“Our knowledge of osteosarcoma is not as complete as it is for other cancers,” says Michael S. Brown, MD, the Paul J. Thomas Professor of Molecular Genetics and Director of the Jonsson Center for Molecular Genetics at The University of Texas Southwestern Medical Center. “One of the reasons is because it is so rare, but also because it involves the bone, and getting tissue samples to study is not easy.”
Another challenge, according to Dr. Brown, is the fact that osteosarcoma has not attracted as many scientists to study it as other cancers. This is a problem that the OSI is working to address, both by raising awareness of this cancer and by funding osteosarcoma research and clinical trials to identify new treatments.
Dr. Brown understands firsthand the importance of scientific collaboration. He and his long-time colleague, Joseph L. Goldstein, MD, together discovered the low-density lipoprotein (LDL) receptor, which maintains cholesterol levels in the blood and cells. Their discovery became the basis for statins — medicines that reduce cholesterol levels in the blood. They received the Nobel Prize in Medicine for this work.
First, Understanding a Disease
The phrase “bench to bedside” is slightly misleading, says Dr. Brown. “It would be more accurate to say, ‘bedside to bench to bedside.”
He continues, “A disease must first be discovered, then studied and understood, and only then can medicines be applied to patients. We cannot treat a disease when we do not have a solid understanding of it. Fundamental understanding is at the core of developing treatments for all medical conditions.”
Testing for Safety and Efficacy
Once a drug has been developed, it must be tested. Clinical trials are required by the U.S. Food and Drug Administration (FDA) to test a drug’s safety and efficacy. “One of the main challenges with osteosarcoma treatment is finding a drug that is selective enough to kill the cancer cells, but that does not kill every other cell in the body,” says Dr. Brown.
The National Institutes of Health describes the four phases of a clinical trial:
- Phase I trials: Researchers test a drug or treatment in a small group of people to learn about safety and identify side effects.
- Phase II trials: Researchers give the new drug or treatment to a larger group of people to determine its effectiveness and continuing studying its safety.
- Phase III trials: Larger groups of people receive the treatment, allowing researchers to confirm its effectiveness, monitor side effects, and compare it to other treatments.
- Phase IV trials: Once a drug is approved by the FDA, researchers track its safety in the general population to gather additional information about the treatment’s optimal use and benefits.
Innovation Takes Time and Communication
Scientific discoveries do not happen overnight, nor do they happen in a vacuum. Sharing ideas and information can help expedite invention.

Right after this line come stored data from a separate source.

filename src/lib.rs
//! quizforge: interactive LLM-powered quiz creator with Hexagonal Architecture.

pub mod adapters;
pub mod domain;
pub mod ports;
pub mod shared;
pub mod usecases;
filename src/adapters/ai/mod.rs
//! AI adapter module. Implements AiPort for LLM integration.
//!
//! Provides the Gemini adapter, a mock adapter for offline use, and the
//! output-text parser.

pub mod gemini_adapter;
pub mod mock_adapter;
pub mod parser;

pub use gemini_adapter::GeminiAdapter;
pub use mock_adapter::{fallback_quiz, MockAiAdapter};
pub use parser::parse_quiz_output;
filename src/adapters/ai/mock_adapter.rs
//! Mock AI adapter for testing without API calls.
//!
//! Returns a canned completion in the same wire format the prompt asks for,
//! so the parser is exercised end to end. Also hosts the fixed fallback quiz
//! shown when a real generation attempt fails.

use crate::domain::{DomainError, Question, QuestionKind, Quiz};
use crate::ports::AiPort;
use std::time::Duration;
use tracing::info;

/// Canned model output, one block per question kind.
const CANNED_OUTPUT: &str = "\
1. What is the principle of wave-particle duality?
Answer: Every particle or quantum entity exhibits both wave and particle properties.
Explanation: Wave-particle duality is a fundamental concept of quantum mechanics.
2. Which of the following is an example of quantum entanglement?
a) Two electrons sharing the same orbit
b) Two particles whose states are dependent regardless of distance
c) A photon passing through a slit
d) A neutron decaying into a proton
Answer: b
Explanation: Entanglement means the state of one particle instantly influences the other, no matter the distance.
3. Is the following statement correct?
True/False: The Schrodinger equation is a fundamental equation in quantum mechanics.
Answer: True
Explanation: The Schrodinger equation describes how the quantum state of a system changes over time.
";

/// Mock AI adapter.
///
/// Returns predetermined output without making API calls.
/// Simulates network latency with configurable delay.
pub struct MockAiAdapter {
    /// Simulated network delay in milliseconds.
    delay_ms: u64,
}

impl MockAiAdapter {
    /// Create a new mock adapter with default delay (100ms).
    pub fn new() -> Self {
        Self { delay_ms: 100 }
    }

    /// Create a mock adapter with custom delay.
    pub fn with_delay(delay_ms: u64) -> Self {
        Self { delay_ms }
    }
}

impl Default for MockAiAdapter {
    fn default() -> Self {
        Self::new()
    }
}

#[async_trait::async_trait]
impl AiPort for MockAiAdapter {
    async fn generate(&self, prompt: &str) -> Result<String, DomainError> {
        info!(
            prompt_len = prompt.len(),
            "[MOCK] Simulating quiz generation"
        );
        tokio::time::sleep(Duration::from_millis(self.delay_ms)).await;
        Ok(CANNED_OUTPUT.to_string())
    }
}

/// The fixed quiz shown when generation fails. Returned unchanged on every
/// failure, regardless of cause.
pub fn fallback_quiz() -> Quiz {
    Quiz {
        questions: vec![
            Question {
                text: "What is the principle of wave-particle duality?".to_string(),
                kind: QuestionKind::ShortAnswer,
                options: Vec::new(),
                answer: "It states that every particle or quantum entity exhibits both wave and particle properties.".to_string(),
                explanation: Some(
                    "Wave-particle duality is a fundamental concept of quantum mechanics."
                        .to_string(),
                ),
            },
            Question {
                text: "Which of the following is an example of quantum entanglement?".to_string(),
                kind: QuestionKind::MultipleChoice,
                options: vec![
                    "Two electrons sharing the same orbit".to_string(),
                    "Two particles whose states are dependent regardless of distance".to_string(),
                    "A photon passing through a slit".to_string(),
                    "A neutron decaying into a proton".to_string(),
                ],
                answer: "Two particles whose states are dependent regardless of distance"
                    .to_string(),
                explanation: Some(
                    "Entanglement means the state of one particle instantly influences the other, no matter the distance."
                        .to_string(),
                ),
            },
            Question {
                text: "True or False: The Schrodinger equation is a fundamental equation in quantum mechanics.".to_string(),
                kind: QuestionKind::TrueFalse,
                options: Vec::new(),
                answer: "True".to_string(),
                explanation: Some(
                    "The Schrodinger equation describes how the quantum state of a system changes over time."
                        .to_string(),
                ),
            },
        ],
    }
}
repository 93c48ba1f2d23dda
//! Outbound ports. Application calls into infrastructure.
//!
//! Implemented by adapters.

use crate::domain::DomainError;

/// Text-generation gateway. One prompt in, the model's raw completion out.
///
/// The caller owns prompt construction and output parsing; implementations
/// only move text across the wire (or fake it, for the mock adapter).
#[async_trait::async_trait]
pub trait AiPort: Send + Sync {
    /// Send `prompt` to the model and return its text completion verbatim.
    async fn generate(&self, prompt: &str) -> Result<String, DomainError>;
}
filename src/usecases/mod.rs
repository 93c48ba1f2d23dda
//! Application use cases. Orchestrate domain logic via ports.

pub mod generator;
pub mod session;

pub use generator::GeneratorService;
pub use session::{QuizReport, QuizSession, ScoreBand, Verdict};
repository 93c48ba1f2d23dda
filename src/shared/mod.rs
pub mod config;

A bit of luck does not hurt either. After all, if it were not for the Japanese scientist who discovered the first statin in nature, Drs. Brown and Goldstein would never have been able to unravel its fundamental mechanism so that it could become a therapy.
“We are not going to find a cure for osteosarcoma by sitting alone in a lab,” says Dr. Brown. “Communication between scientists is absolutely key to discovery. That is what has impressed me about the OSI. They have created a platform where scientists and clinicians are brought together to share ideas.”